Host factors involved in West Nile virus replication

Annals of the New York Academy of Sciences 951: 207-219

Viruses use cell proteins during many stages of their replication cycles, including attachment, entry, translation, transcription/replication, and assembly. Mutations in the cell proteins involved can cause disruptions of these critical host-virus interactions, which in turn can affect the efficiency of virus replication. These host-virus interactions also represent novel targets for the development of new antiviral agents. The different alleles of the murine Flv gene confer resistance or susceptibility to flavivirus-induced disease and provide a natural mutant system for the study of a host protein that can alter the outcome of a flavivirus infection.
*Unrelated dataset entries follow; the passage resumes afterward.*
//! Route table

use super::context::AppContext;
use super::handlers::{api_not_found, backup, expenses, health_check, recurring};
use axum::{
    Router,
    http::{HeaderValue, header},
    routing::{get, post, put},
};
use std::path::Path;
use tower_http::cors::CorsLayer;
use tower_http::services::{ServeDir, ServeFile};
use tower_http::set_header::SetResponseHeaderLayer;
use tower_http::trace::TraceLayer;

/// JSON API, mounted under `/api`
///
/// - GET/POST /expenses, PUT/DELETE /expenses/{id}
/// - GET /months
/// - GET/POST /recurring, GET/PUT/DELETE /recurring/{id}
/// - POST /recurring/apply, GET /recurring/pending
/// - POST /backup, GET /backup/download
pub fn api_routes() -> Router<AppContext> {
    Router::new()
        .route(
            "/expenses",
            get(expenses::list_expenses).post(expenses::create_expense),
        )
        .route(
            "/expenses/{id}",
            put(expenses::update_expense).delete(expenses::delete_expense),
        )
        .route("/months", get(expenses::list_months))
        .route(
            "/recurring",
            get(recurring::list_rules).post(recurring::create_rule),
        )
        .route("/recurring/apply", post(recurring::apply_rules))
        .route("/recurring/pending", get(recurring::pending_rules))
        .route(
            "/recurring/{id}",
            get(recurring::get_rule)
                .put(recurring::update_rule)
                .delete(recurring::delete_rule),
        )
        .route("/backup", post(backup::create_backup))
        .route("/backup/download", get(backup::download_backup))
        .fallback(api_not_found)
}

/// Full application: API, health check and the static front-end
///
/// Unknown non-API paths are answered with `index.html` so client-side
/// routes survive a reload.
pub fn build_router(ctx: AppContext, static_dir: &Path) -> Router {
    let static_files = tower::ServiceBuilder::new()
        .layer(SetResponseHeaderLayer::if_not_present(
            header::CACHE_CONTROL,
            HeaderValue::from_static("no-cache"),
        ))
        .service(
            ServeDir::new(static_dir).fallback(ServeFile::new(static_dir.join("index.html"))),
        );

    Router::new()
        .nest("/api", api_routes())
        .route("/health", get(health_check))
        .with_state(ctx)
        .fallback_service(static_files)
        .layer(CorsLayer::permissive())
        .layer(TraceLayer::new_for_http())
}
//! Managed TCP connection carrying [`Frame`]s.
//!
//! Wraps a `TcpStream` in a [`Framed`] codec, splits it, and bridges
//! both halves to the owning task through bounded mpsc channels. The
//! writer half is reachable through clonable [`ConnectionSender`]
//! handles so a background producer (the batch flusher) can share the
//! outbound path with the session without locking. Reader or writer
//! failure tears down only this connection, never the process.

use futures::{SinkExt, StreamExt};
use tokio::net::TcpStream;
use tokio::sync::mpsc;
use tokio_util::codec::Framed;
use tracing::debug;

use crate::codec::FrameCodec;
use crate::error::CastError;
use crate::frame::Frame;

/// Clonable handle for queueing outbound frames.
pub type ConnectionSender = mpsc::Sender<Frame>;

/// Depth of the outbound/inbound frame queues.
const CHANNEL_DEPTH: usize = 100;

/// A frame-oriented connection to a single peer.
#[derive(Debug)]
pub struct Connection {
    tx: ConnectionSender,
    rx: mpsc::Receiver<Frame>,
}

impl Connection {
    /// Take ownership of an accepted or connected stream.
    pub fn new(stream: TcpStream) -> Self {
        let (mut net_writer, mut net_reader) = Framed::new(stream, FrameCodec).split();

        // User -> Network
        let (user_tx, mut network_rx) = mpsc::channel::<Frame>(CHANNEL_DEPTH);

        // Network -> User
        let (network_tx, user_rx) = mpsc::channel::<Frame>(CHANNEL_DEPTH);

        // Writer task: drains the outbound queue into the socket.
        tokio::spawn(async move {
            while let Some(frame) = network_rx.recv().await {
                if let Err(e) = net_writer.send(frame).await {
                    debug!("network write error: {e}");
                    break;
                }
            }
            // Queue closed: flush whatever the codec buffered.
            let _ = net_writer.flush().await;
        });

        // Reader task: feeds decoded frames to the owning task.
        tokio::spawn(async move {
            while let Some(result) = net_reader.next().await {
                match result {
                    Ok(frame) => {
                        if network_tx.send(frame).await.is_err() {
                            // Receiver dropped, stop reading.
                            break;
                        }
                    }
                    Err(e) => {
                        debug!("network read error: {e}");
                        break;
                    }
                }
            }
        });

        Self {
            tx: user_tx,
            rx: user_rx,
        }
    }

    /// Connect to `addr` (`host:port`).
    pub async fn connect(addr: &str) -> Result<Self, CastError> {
        let stream = TcpStream::connect(addr).await?;
        Ok(Self::new(stream))
    }

    /// Queue a frame for transmission.
    pub async fn send(&self, frame: Frame) -> Result<(), CastError> {
        self.tx.send(frame).await.map_err(|_| CastError::ChannelClosed)
    }

    /// Receive the next frame. `None` means the peer closed the
    /// connection (or the read half failed).
    pub async fn recv(&mut self) -> Option<Frame> {
        self.rx.recv().await
    }

    /// A clonable outbound handle sharing this connection's writer.
    pub fn sender(&self) -> ConnectionSender {
        self.tx.clone()
    }

    /// Close the connection. Dropping the handles ends the writer
    /// task, which flushes pending frames before the socket closes.
    pub fn close(self) {}
}

// ── ConnectionInfo ───────────────────────────────────────────────

/// Host/port pair for dialing a peer.
#[derive(Debug, Clone)]
pub struct ConnectionInfo {
    host: String,
    port: u16,
}

impl ConnectionInfo {
    pub fn new(host: impl Into<String>, port: u16) -> Self {
        Self {
            host: host.into(),
            port,
        }
    }

    pub fn host(&self) -> &str {
        &self.host
    }

    pub fn port(&self) -> u16 {
        self.port
    }
}

impl std::fmt::Display for ConnectionInfo {
    fn fmt(&self, f: &mut std::fmt::Formatter<'_>) -> std::fmt::Result {
        write!(f, "{}:{}", self.host, self.port)
    }
}

// ── Tests ────────────────────────────────────────────────────────
//! scriptcast server — entry point.
//!
//! ```text
//! scriptcast-server                      Listen with defaults
//! scriptcast-server --config <path>     Use custom config TOML
//! scriptcast-server --listen <addr>     Override the listen address
//! scriptcast-server --gen-config        Dump default config and exit
//! ```

use std::path::PathBuf;
use std::sync::Arc;

use clap::Parser;
use tokio::net::TcpListener;
use tracing::{info, warn};
use tracing_subscriber::EnvFilter;

use scriptcast_core::Connection;
use scriptcast_server::config::ServerConfig;
use scriptcast_server::runtime::{DisabledAssistant, ProcessRuntime, SilentAudio};
use scriptcast_server::session::Session;

// ── CLI ──────────────────────────────────────────────────────────

#[derive(Parser, Debug)]
#[command(name = "scriptcast-server", about = "scriptcast execution server")]
struct Cli {
    /// Path to configuration TOML file.
    #[arg(short, long, default_value = "scriptcast-server.toml")]
    config: PathBuf,

    /// Listen address (overrides config). Example: 0.0.0.0:7461
    #[arg(short, long)]
    listen: Option<String>,

    /// Print the default configuration to stdout and exit.
    #[arg(long)]
    gen_config: bool,
}

// ── Main ─────────────────────────────────────────────────────────

#[tokio::main]
async fn main() -> Result<(), Box<dyn std::error::Error>> {
    let cli = Cli::parse();

    if cli.gen_config {
        let text = toml::to_string_pretty(&ServerConfig::default())?;
        println!("{text}");
        return Ok(());
    }

    let mut config = ServerConfig::load(&cli.config);
    if let Some(addr) = cli.listen {
        config.network.listen = addr;
    }

    // Init tracing.
    let filter = EnvFilter::try_from_default_env()
        .unwrap_or_else(|_| EnvFilter::new(&config.logging.level));
    tracing_subscriber::fmt().with_env_filter(filter).init();

    info!("scriptcast-server v{}", env!("CARGO_PKG_VERSION"));

    std::fs::create_dir_all(&config.storage.download_dir)?;
    std::fs::create_dir_all(&config.storage.shared_dir)?;

    let config = Arc::new(config);
    let runtime = Arc::new(ProcessRuntime::new(&config.runtime.interpreter));
    let assistant = Arc::new(DisabledAssistant);
    let audio = Arc::new(SilentAudio);

    let listener = TcpListener::bind(&config.network.listen).await?;
    info!("listening on {}", config.network.listen);

    // One task per connection; the accept loop blocks only on accept.
    loop {
        match listener.accept().await {
            Ok((stream, peer)) => {
                info!("accepted {peer}");
                let session = Session::new(
                    Connection::new(stream),
                    config.clone(),
                    runtime.clone(),
                    assistant.clone(),
                    audio.clone(),
                );
                tokio::spawn(session.run());
            }
            Err(e) => {
                warn!("accept failed: {e}");
            }
        }
    }
}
Since flaviviruses, such as West Nile virus, replicate in mosquitoes, mammals, and birds during their natural transmission cycles, it is expected that the critical cell proteins used by these viruses will be ones that are highly conserved between divergent host species. Our laboratory has focused on the identification and characterization of the flavivirus resistance gene product and of cell proteins that interact with the 3' terminal regions of the West Nile virus genomic and antigenomic RNAs. The 3' terminal regions of the viral RNAs function as promotors for viral RNA replication. Cell proteins that bind to the viral 3' RNAs were detected by gel shift and UV-induced cross-linking assays. Individual proteins were then purified and partially sequenced. Mutation of a mapped, protein-binding site within the 3' terminal region of the viral RNA in an infectious West Nile virus clone was used to demonstrate the functional importance of one of the cell proteins for efficient West Nile virus replication. Data from additional studies suggested possible roles for this viral RNA-cell protein interaction during the flavivirus replication cycle.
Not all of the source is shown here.